DEPUIS son retour en Arabie Saoudite, il y a deux ans, ce chirurgien n’a adressé qu’un seul patient en France. Parce que ce dernier y a de la famille et l’avait demandé. Tous les autres, ceux qui ont eu besoin d’une technique ou d’un équipement dont le Royaume ne dispose pas, il les a envoyés aux États-Unis.

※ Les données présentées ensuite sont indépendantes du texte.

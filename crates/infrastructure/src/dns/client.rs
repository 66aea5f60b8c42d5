use super::forwarding::MULTI_QUESTION_RESOLVERS;
use super::hosts::StaticHosts;
use super::matcher::DomainMatcherGroup;
use super::nameserver::{create_name_server, NameServerOptions};
use ferrous_resolver_application::ports::{NameServer, OutboundDispatcher};
use ferrous_resolver_application::ResolveContext;
use ferrous_resolver_domain::config::{DnsConfig, DomainPattern};
use ferrous_resolver_domain::{ConfigError, DomainError, IpOption};
use smallvec::SmallVec;
use std::net::IpAddr;
use std::sync::Arc;
use std::time::Duration;
use tracing::{debug, info};

const DEFAULT_QUERY_TIMEOUT: Duration = Duration::from_millis(4000);

struct ServerEntry {
    server: Arc<dyn NameServer>,
    /// Names this server is tried first for.
    prioritized: Option<DomainMatcherGroup>,
}

/// Entry point of the resolver: static hosts first, then name servers in
/// order until one produces addresses.
pub struct DnsClient {
    hosts: StaticHosts,
    servers: Vec<ServerEntry>,
    query_timeout: Duration,
}

impl DnsClient {
    pub fn builder() -> DnsClientBuilder {
        DnsClientBuilder::default()
    }

    /// Build every configured name server and the static host table.
    pub async fn from_config(
        config: &DnsConfig,
        dispatcher: Arc<dyn OutboundDispatcher>,
    ) -> Result<Self, DomainError> {
        let options = NameServerOptions {
            client_ip: config.client_ip,
            query_timeout: Duration::from_millis(config.query_timeout_ms),
            cleanup_interval: Duration::from_secs(config.cleanup_interval_secs),
            dispatcher,
            multi_question_resolvers: MULTI_QUESTION_RESOLVERS.to_vec(),
        };

        let mut builder = Self::builder()
            .static_hosts(StaticHosts::from_config(config)?)
            .query_timeout(options.query_timeout);

        for server_config in &config.servers {
            let address = server_config.parsed_address()?;
            let server = create_name_server(&address, &options).await?;
            builder = builder.prioritized_name_server(server, server_config.parsed_domains()?);
        }

        let client = builder.build()?;
        info!(
            servers = client.servers.len(),
            static_hosts = client.hosts.len(),
            "DNS client ready"
        );
        Ok(client)
    }

    pub fn static_hosts(&self) -> &StaticHosts {
        &self.hosts
    }

    pub fn server_names(&self) -> Vec<&str> {
        self.servers.iter().map(|e| e.server.name()).collect()
    }

    /// Resolve `domain` for the families in `option`.
    ///
    /// Asking for neither family returns an empty list without any I/O.
    /// When every server fails, the most specific error seen is returned.
    pub async fn resolve_ip(
        &self,
        ctx: &ResolveContext,
        domain: &str,
        option: IpOption,
    ) -> Result<Vec<IpAddr>, DomainError> {
        if option.is_empty() {
            return Ok(Vec::new());
        }

        let domain = domain.trim();
        if domain.is_empty() || domain == "." {
            return Err(DomainError::InvalidDomainName(domain.to_string()));
        }

        if let Some(ips) = self.hosts.lookup(domain) {
            let ips = option.filter(ips);
            debug!(domain = %domain, addresses = ips.len(), "Static host match");
            if ips.is_empty() {
                return Err(DomainError::RecordNotFound);
            }
            return Ok(ips);
        }

        if self.servers.is_empty() {
            return Err(DomainError::EmptyServerList);
        }

        let mut best: Option<DomainError> = None;
        for entry in self.ordered_servers(domain) {
            let server_ctx = ctx.child_with_timeout(self.query_timeout);
            match entry.server.resolve(&server_ctx, domain, option).await {
                Ok(ips) if !ips.is_empty() => {
                    debug!(
                        domain = %domain,
                        server = %entry.server.name(),
                        addresses = ips.len(),
                        "Resolved"
                    );
                    return Ok(ips);
                }
                Ok(_) => Self::keep_most_specific(&mut best, DomainError::RecordNotFound),
                Err(e) => {
                    debug!(domain = %domain, server = %entry.server.name(), error = %e, "Name server failed");
                    if let Some(caller_err) = ctx.err() {
                        return Err(best
                            .filter(|b| b.specificity() > caller_err.specificity())
                            .unwrap_or(caller_err));
                    }
                    Self::keep_most_specific(&mut best, e);
                }
            }
        }

        Err(best.unwrap_or(DomainError::RecordNotFound))
    }

    /// Servers whose prioritized patterns match `domain` come first,
    /// otherwise configuration order is kept.
    fn ordered_servers(&self, domain: &str) -> SmallVec<[&ServerEntry; 4]> {
        let (mut first, rest): (SmallVec<[&ServerEntry; 4]>, SmallVec<[&ServerEntry; 4]>) =
            self.servers.iter().partition(|entry| {
                entry
                    .prioritized
                    .as_ref()
                    .is_some_and(|group| group.best_match(domain).is_some())
            });
        first.extend(rest);
        first
    }

    fn keep_most_specific(best: &mut Option<DomainError>, err: DomainError) {
        match best {
            Some(current) if current.specificity() >= err.specificity() => {}
            _ => *best = Some(err),
        }
    }
}

#[derive(Default)]
pub struct DnsClientBuilder {
    hosts: Option<StaticHosts>,
    servers: Vec<(Arc<dyn NameServer>, Vec<DomainPattern>)>,
    query_timeout: Option<Duration>,
}

impl DnsClientBuilder {
    pub fn static_hosts(mut self, hosts: StaticHosts) -> Self {
        self.hosts = Some(hosts);
        self
    }

    pub fn name_server(self, server: Arc<dyn NameServer>) -> Self {
        self.prioritized_name_server(server, Vec::new())
    }

    pub fn prioritized_name_server(
        mut self,
        server: Arc<dyn NameServer>,
        domains: Vec<DomainPattern>,
    ) -> Self {
        self.servers.push((server, domains));
        self
    }

    /// Per-server budget, further capped by the caller's deadline.
    pub fn query_timeout(mut self, timeout: Duration) -> Self {
        self.query_timeout = Some(timeout);
        self
    }

    pub fn build(self) -> Result<DnsClient, ConfigError> {
        let servers = self
            .servers
            .into_iter()
            .map(|(server, domains)| {
                let prioritized = if domains.is_empty() {
                    None
                } else {
                    let mut group = DomainMatcherGroup::builder();
                    for pattern in &domains {
                        group.add(pattern)?;
                    }
                    Some(group.build()?)
                };
                Ok(ServerEntry {
                    server,
                    prioritized,
                })
            })
            .collect::<Result<Vec<_>, ConfigError>>()?;

        Ok(DnsClient {
            hosts: self.hosts.unwrap_or_else(StaticHosts::empty),
            servers,
            query_timeout: self.query_timeout.unwrap_or(DEFAULT_QUERY_TIMEOUT),
        })
    }
}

C’est pourtant en France que ce praticien a appris la chirurgie vasculaire. Cinq années aux côtés des plus grands. « Quand j’opère, c’est façon Fabiani ou Koskas. Je suis l’élève de la France ». Aujourd’hui l’élève est déçu, et il le dit ouvertement. « Les contacts ne sont pas entretenus. J’ai appelé mes anciens confrères parisiens depuis mon retour, mais rien. Aucun n’est venu me rendre visite. J’ai voulu envoyer des étudiants se former à l’AP-HP, cela n’a pas été possible. J’ai proposé à l’INSERM une coopération en recherche, pas de réponse. Cela me fait mal au cœur car je sais que la médecine française est de qualité. Nos collègues en France ne comprennent pas qu’une coopération doit être complète ». Et de citer l’exemple de cet hôpital, à Washington, qui échange des médecins et organise des téléconférences hebdomadaires avec Riad.
Le Dr Philippe Aubry a mis en route le programme de formation médicale entre les pays du Golfe et la France. En quelques années, le programme a pris l’eau. L’an passé, l’Arabie a envoyé 218 médecins se former en Allemagne. Les États-Unis en ont reçu plus de 800. En France, ils n’étaient que… douze. « Les obstacles sont trop nombreux, déplore le Dr Aubry. La France a des cartes à jouer qu’elle néglige ». Le chirurgien saoudien partage son avis. « J’ai voulu me former un an de plus en France, l’Arabie aurait tout payé. Refusé! J’ai dû aller au Canada. Pourtant, les médecins saoudiens formés en France sont la clé ».
Embûches.
Même impression de bâtons dans les roues chez le Dr Ali Maqds, en stage à Paris pour se spécialiser sur l’épaule. Lui vient du Koweït. « On dirait que l’administration craint que nous restions en France. Alors que je compte les jours pour rentrer chez moi! ». Un boulevard l’y attend : il sera le 2e chirurgien du pays à savoir réparer les ruptures de la coiffe. Enverra-t-il les cas difficiles vers Paris ? Il assure que oui. « Je sais que certaines personnes de mon pays critiqueront les bâtiments, mais l’important, c’est d’être bien soigné ». En Allemagne, ajoute-t-il, il ne connaît personne.
Les médecins ne sont pas seuls prescripteurs. Chaque consulat, chaque ambassade a son carnet d’adresses. Sa liste des destinations recommandables. « L’Allemagne est reconnue pour l’orthopédie, indique l’ambassade d’Arabie Saoudite à Paris. En France, Necker prédomine pour l’enfant, l’Institut Gustave Roussy pour le cancer, la Pitié-Salpêtrière pour la prothèse du genou ».
Depuis la guerre du Golfe, la clinique Mayo, dans le Minnesota, a moins le vent en poupe, et le riche royaume se tourne vers l’Europe. Il finance les séjours clé en main. De l’argent sur un plateau, avec ses contreparties. « Nous acceptons les chambres individuelles standards, et les repas de l’AP-HP pour lesquels il n’y a pas de dérogation, reprend cette source diplomatique. La femme saoudienne qui demande un médecin femme, c’est un cliché. En revanche, nous exigeons du temps, de l’écoute. Et le meilleur soin ».